Dichiarazione di Igor Boni (Presidente di Europa Radicale) e Oles Horodetskyy (Presidente dell’Associazione Cristiani ucraini d’Italia):
“Il 24 febbraio prossimo sarà il quarto anniversario dell’aggressione su larga scala all’Ucraina da parte del regime di Vladimir Putin, che aveva già occupato illegalmente nel 2014 la Crimea e parti del Donbas. Europa Radicale ricorderà l’anniversario in un modo particolare: a Odesa, in Ucraina, nella città colpita giornalmente da missili e droni, sulla scalinata resa celebre dal film “La corazzata Potemkin” di Sergej Ėjzenštejn, sventolando le bandiere dell’Ucraina e dell’Unione Europea, gridando “Ucraina nell’Unione Europea, Unione Europea in Ucraina”. Insieme ai dirigenti e militanti di Europa Radicale ci saranno, tra gli altri: Ivan Scalfarotto, senatore di Italia Viva, Benedetto Della Vedova deputato di +Europa, la Presidente del Consiglio comunale di Milano Elena Buscemi (PD), l’ex sottosegretario agli esteri Gianni Vernetti e il Presidente della Federazione Italiana Diritti Umani Antonio Stango.

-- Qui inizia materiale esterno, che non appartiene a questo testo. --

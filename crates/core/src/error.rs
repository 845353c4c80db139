//! Error types for the tape-sentiment system.

use thiserror::Error;

/// Result type alias using our Error type.
pub type Result<T> = std::result::Result<T, Error>;

/// Main error type for the tape-sentiment system.
#[derive(Error, Debug)]
pub enum Error {
    /// Configuration error (missing or invalid setting).
    #[error("Configuration error: {0}")]
    Config(String),

    /// A trade line could not be parsed.
    #[error("Parse error: {0}")]
    Parse(String),

    /// Ratio requested with a zero denominator.
    #[error("Division by zero: {0}")]
    DivisionByZero(String),

    /// Decimal arithmetic exceeded the representable range.
    #[error("Decimal overflow: {0}")]
    Overflow(String),

    /// Trade ordering requested on a record without a timestamp.
    #[error("Invalid timestamp: {0}")]
    InvalidTimestamp(String),

    /// I/O error.
    #[error("I/O error: {0}")]
    Io(#[from] std::io::Error),

    /// JSON serialization/deserialization error.
    #[error("JSON error: {0}")]
    Json(#[from] serde_json::Error),

    /// CSV reading or writing error.
    #[error("CSV error: {0}")]
    Csv(#[from] csv::Error),
}

impl Error {
    /// Create a configuration error.
    pub fn config(msg: impl Into<String>) -> Self {
        Error::Config(msg.into())
    }

    /// Create a parse error.
    pub fn parse(msg: impl Into<String>) -> Self {
        Error::Parse(msg.into())
    }

    /// Create a division-by-zero error.
    pub fn division_by_zero(msg: impl Into<String>) -> Self {
        Error::DivisionByZero(msg.into())
    }

    /// Create an overflow error.
    pub fn overflow(msg: impl Into<String>) -> Self {
        Error::Overflow(msg.into())
    }

    /// Create an invalid timestamp error.
    pub fn invalid_timestamp(msg: impl Into<String>) -> Self {
        Error::InvalidTimestamp(msg.into())
    }
}
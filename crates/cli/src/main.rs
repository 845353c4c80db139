use clap::Parser;
use std::process::ExitCode;
use tape_cli::{run, setup_logging, Cli};

fn main() -> ExitCode {
    let cli = Cli::parse();
    setup_logging(&cli.log_level, cli.json_logs);

    match run(&cli.home, &cli.tickers) {
        Ok(reports) => {
            for report in &reports {
                tracing::info!(
                    ticker = %report.ticker,
                    days = report.month.days,
                    csv = %report.csv_path.display(),
                    summary = %report.summary_path.display(),
                    "Reports written"
                );
            }
            ExitCode::SUCCESS
        }
        Err(error) => {
            tracing::error!("{:#}", error);
            eprintln!("error: {:#}", error);
            ExitCode::FAILURE
        }
    }
}
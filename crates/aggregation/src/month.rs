//! Running totals across trading days.

use crate::day::TradeDay;
use rust_decimal::Decimal;
use tape_core::math::{self, PCT_SCALE};
use tape_core::{MonthSummary, Result, VolumeTotals};

/// Folds non-empty days into period totals.
///
/// Totals are plain sums, so the order days are added in does not matter.
#[derive(Debug, Clone)]
pub struct MonthAccumulator {
    totals: VolumeTotals,
    days: u32,
    math_scale: u32,
}

impl MonthAccumulator {
    /// Create an empty accumulator rounding averages to `math_scale` places.
    pub fn new(math_scale: u32) -> Self {
        Self {
            totals: VolumeTotals::default(),
            days: 0,
            math_scale,
        }
    }

    /// Fold a day's totals. Empty days are ignored and return `Ok(false)`.
    ///
    /// Fails with `Overflow`, leaving the month unchanged, when the running
    /// totals cannot hold the day.
    pub fn add_day(&mut self, day: &TradeDay) -> Result<bool> {
        if day.is_empty() {
            tracing::debug!(date = day.date(), "Empty day not added to month");
            return Ok(false);
        }
        self.add_totals(&day.totals())?;
        Ok(true)
    }

    /// Fold a raw totals snapshot as one day.
    pub fn add_totals(&mut self, totals: &VolumeTotals) -> Result<()> {
        self.totals = self.totals.checked_add(totals)?;
        self.days += 1;
        Ok(())
    }

    /// Number of days folded in.
    pub fn days(&self) -> u32 {
        self.days
    }

    pub fn totals(&self) -> &VolumeTotals {
        &self.totals
    }

    pub fn volume(&self) -> Decimal {
        self.totals.volume
    }

    pub fn buy_volume(&self) -> Decimal {
        self.totals.buy_volume
    }

    pub fn sell_volume(&self) -> Decimal {
        self.totals.sell_volume
    }

    pub fn unknown_volume(&self) -> Decimal {
        self.totals.unknown_volume
    }

    pub fn dollar_volume(&self) -> Decimal {
        self.totals.dollar_volume
    }

    pub fn buy_dollar_volume(&self) -> Decimal {
        self.totals.buy_dollar_volume
    }

    pub fn sell_dollar_volume(&self) -> Decimal {
        self.totals.sell_dollar_volume
    }

    pub fn unknown_dollar_volume(&self) -> Decimal {
        self.totals.unknown_dollar_volume
    }

    /// Period VWAP; zero when nothing was traded.
    pub fn average_price(&self) -> Decimal {
        self.totals.average_price(self.math_scale)
    }

    /// Period VWAP; `DivisionByZero` when nothing was traded.
    pub fn try_average_price(&self) -> Result<Decimal> {
        self.totals.try_average_price(self.math_scale)
    }

    pub fn pct_buy_vol(&self) -> Decimal {
        math::ratio(self.totals.buy_volume, self.totals.volume, PCT_SCALE)
    }

    pub fn pct_sell_vol(&self) -> Decimal {
        math::ratio(self.totals.sell_volume, self.totals.volume, PCT_SCALE)
    }

    pub fn pct_unknown_vol(&self) -> Decimal {
        math::ratio(self.totals.unknown_volume, self.totals.volume, PCT_SCALE)
    }

    pub fn pct_buy_dol_vol(&self) -> Decimal {
        math::ratio(self.totals.buy_dollar_volume, self.totals.dollar_volume, PCT_SCALE)
    }

    pub fn pct_sell_dol_vol(&self) -> Decimal {
        math::ratio(self.totals.sell_dollar_volume, self.totals.dollar_volume, PCT_SCALE)
    }

    pub fn pct_unknown_dol_vol(&self) -> Decimal {
        math::ratio(self.totals.unknown_dollar_volume, self.totals.dollar_volume, PCT_SCALE)
    }

    /// Snapshot for the formatters.
    pub fn summary(&self) -> MonthSummary {
        MonthSummary {
            days: self.days,
            average_price: self.average_price(),
            totals: self.totals.clone(),
            ratios: self.totals.ratios(),
        }
    }
}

Siamo convinti che i soldati ucraini da quattro anni rappresentino la vera Resistenza di oggi: contro l’aggressione russa combattono anche per noi. Quattro anni di crimini russi compiuti ogni giorno contro la popolazione devono portare gli stati europei, le diplomazie europee, le forze politiche europee e i cittadini europei a fare passi avanti contro l’aggressore, non passi indietro. Lentamente, con enormi contraddizioni, ritardi, divagazioni, l’Unione Europea sta attrezzandosi per rispondere alla minaccia che arriva da Est e al disimpegno complice di Trump, ma dobbiamo fare molto di più. Con questa convinzione rinnoveremo dall’Ucraina la richiesta di un processo per tutti i criminali di guerra russi, del rilascio immediato di tutti gli ostaggi imprigionati, militari e civili, e della riconsegna dei bambini deportati. Porteremo a Odesa il nostro appello per l’ingresso dell’Ucraina nella UE e per la creazione di uno scudo protettivo dei cieli che possa fermare la mano assassina del Cremlino; abbiamo raccolto oltre 3000 adesioni ma vogliamo arrivare presto a 10.000. Questo non è certo il momento della resa: dalla vittoria dell’Ucraina passa la pace, la libertà, la democrazia, lo stato di diritto e il futuro per tutti noi”.